In our preceding work [27], it was confirmed that the periodic structures of the residual data (Fig. 1b) during 1948–1979 and the data during 1980–1998 were different from each other. It was considered that this difference was due to the occurrence of two influenza pandemics (“Asian flu” in the year 1957 and “Hong Kong flu” in the year 1968/1969) and the start of vaccine programs in 1962 and 1976. Thus, in the present study, we divided the residual data (Fig. 1b) into two ranges (phases I and II) and set the boundary of the residual data at the end of 1979 as phase I (January 1948–December 1979) and phase II (January 1980–December 1996). By calculating x _UV(t) of the residual data in phase I and phase II, we attempted to predict the residual data during January 1980–December 1981 and that during January 1997–December 1998, respectively.
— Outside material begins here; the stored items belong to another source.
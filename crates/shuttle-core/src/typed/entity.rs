//! Entity trait - 全ての entity の基底
//!
//! entity は {alias, connection} の値で、同じ alias と connection を
//! 複数の entity が共有してかまいません。
//!
//! # 学習ポイント
//! - default method による機能の合成（`Entity` → `Entry` → `Expirable`）
//! - 呼び出し経路は monomorphize され、動的ディスパッチを通らない

use std::sync::Arc;

use crate::app::binder::{Shape, bind};
use crate::app::connection::ConnectionHandle;
use crate::app::descriptor::TaskDescriptor;
use crate::app::dispatcher::Dispatcher;
use crate::app::marshal::ResultMarshaler;
use crate::domain::errors::{BindError, ErrorCode};
use crate::domain::ids::TaskId;
use crate::domain::task::Output;
use crate::domain::time::Expiry;
use crate::domain::value::Value;
use crate::ports::NativeSession;

/// EntityRef は entity の識別情報
#[derive(Debug, Clone)]
pub struct EntityRef {
    pub alias: String,
    /// column の場合は所有する time-series の alias
    pub holder: Option<String>,
    pub connection: Arc<ConnectionHandle>,
}

impl EntityRef {
    pub fn new(alias: impl Into<String>, connection: Arc<ConnectionHandle>) -> Self {
        Self {
            alias: alias.into(),
            holder: None,
            connection,
        }
    }

    pub fn with_holder(mut self, holder: impl Into<String>) -> Self {
        self.holder = Some(holder.into());
        self
    }
}

pub trait Entity {
    fn base(&self) -> &EntityRef;

    fn alias(&self) -> &str {
        &self.base().alias
    }

    fn holder(&self) -> Option<&str> {
        self.base().holder.as_deref()
    }

    fn connection(&self) -> &Arc<ConnectionHandle> {
        &self.base().connection
    }

    /// 引数を束縛して native 操作を積む
    ///
    /// 束縛に失敗した場合は何も積まれず、callback も呼ばれません。
    fn queue<M, F>(
        &self,
        dispatcher: &Dispatcher,
        args: Vec<Value>,
        shape: Shape,
        op: F,
    ) -> Result<TaskId, BindError>
    where
        M: ResultMarshaler,
        F: FnOnce(&dyn NativeSession, &TaskDescriptor) -> Result<Output, ErrorCode> + Send + 'static,
    {
        let (bound, callback) = bind(args, shape)?;
        let base = self.base();
        let task = TaskDescriptor::new(dispatcher.next_task_id(), base.alias.clone(), Arc::clone(&base.connection))
            .with_holder(base.holder.clone())
            .with_input(bound.input)
            .with_expiry(bound.expiry);
        Ok(dispatcher.queue_work::<M, F>(task, op, callback))
    }
}

/// status だけを返す native 呼び出しの結果
pub(crate) fn status(code: ErrorCode) -> Result<Output, ErrorCode> {
    if code.is_success() {
        Ok(Output::None)
    } else {
        Err(code)
    }
}

/// 束縛時に決まった expiry。省略されていれば期限なし
pub(crate) fn expiry(task: &TaskDescriptor) -> Expiry {
    task.expiry.unwrap_or(Expiry::Never)
}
Periodic structure of the incidence data in the analysis range

The PSDs, P(f)’s (f frequency), for the residual data in the analysis ranges of phases I and II were calculated. The semi-log plots of the PSDs (f ≤ 2.2) are shown in Fig. 2a and b for phases I and II, respectively (unit of f: 1/year). For both phases, many well-defined spectral lines are clearly observed as dominant peaks in Fig. 2. Ten spectral peak-frequency modes were selected, in descending order of the power of the spectral peak, and these are summarized, with the corresponding periods and intensities (powers) of the spectral peaks, in Table 1. We calculated the powers of the PSD from integrating the PSD over the peak area.

Power spectral density (PSD) obtained by maximum entropy method (MEM) spectral analysis for two ranges of the residual data (f < 2.2): a phase I (January 1948–December 1979) and b phase II (January 1980–December 1996)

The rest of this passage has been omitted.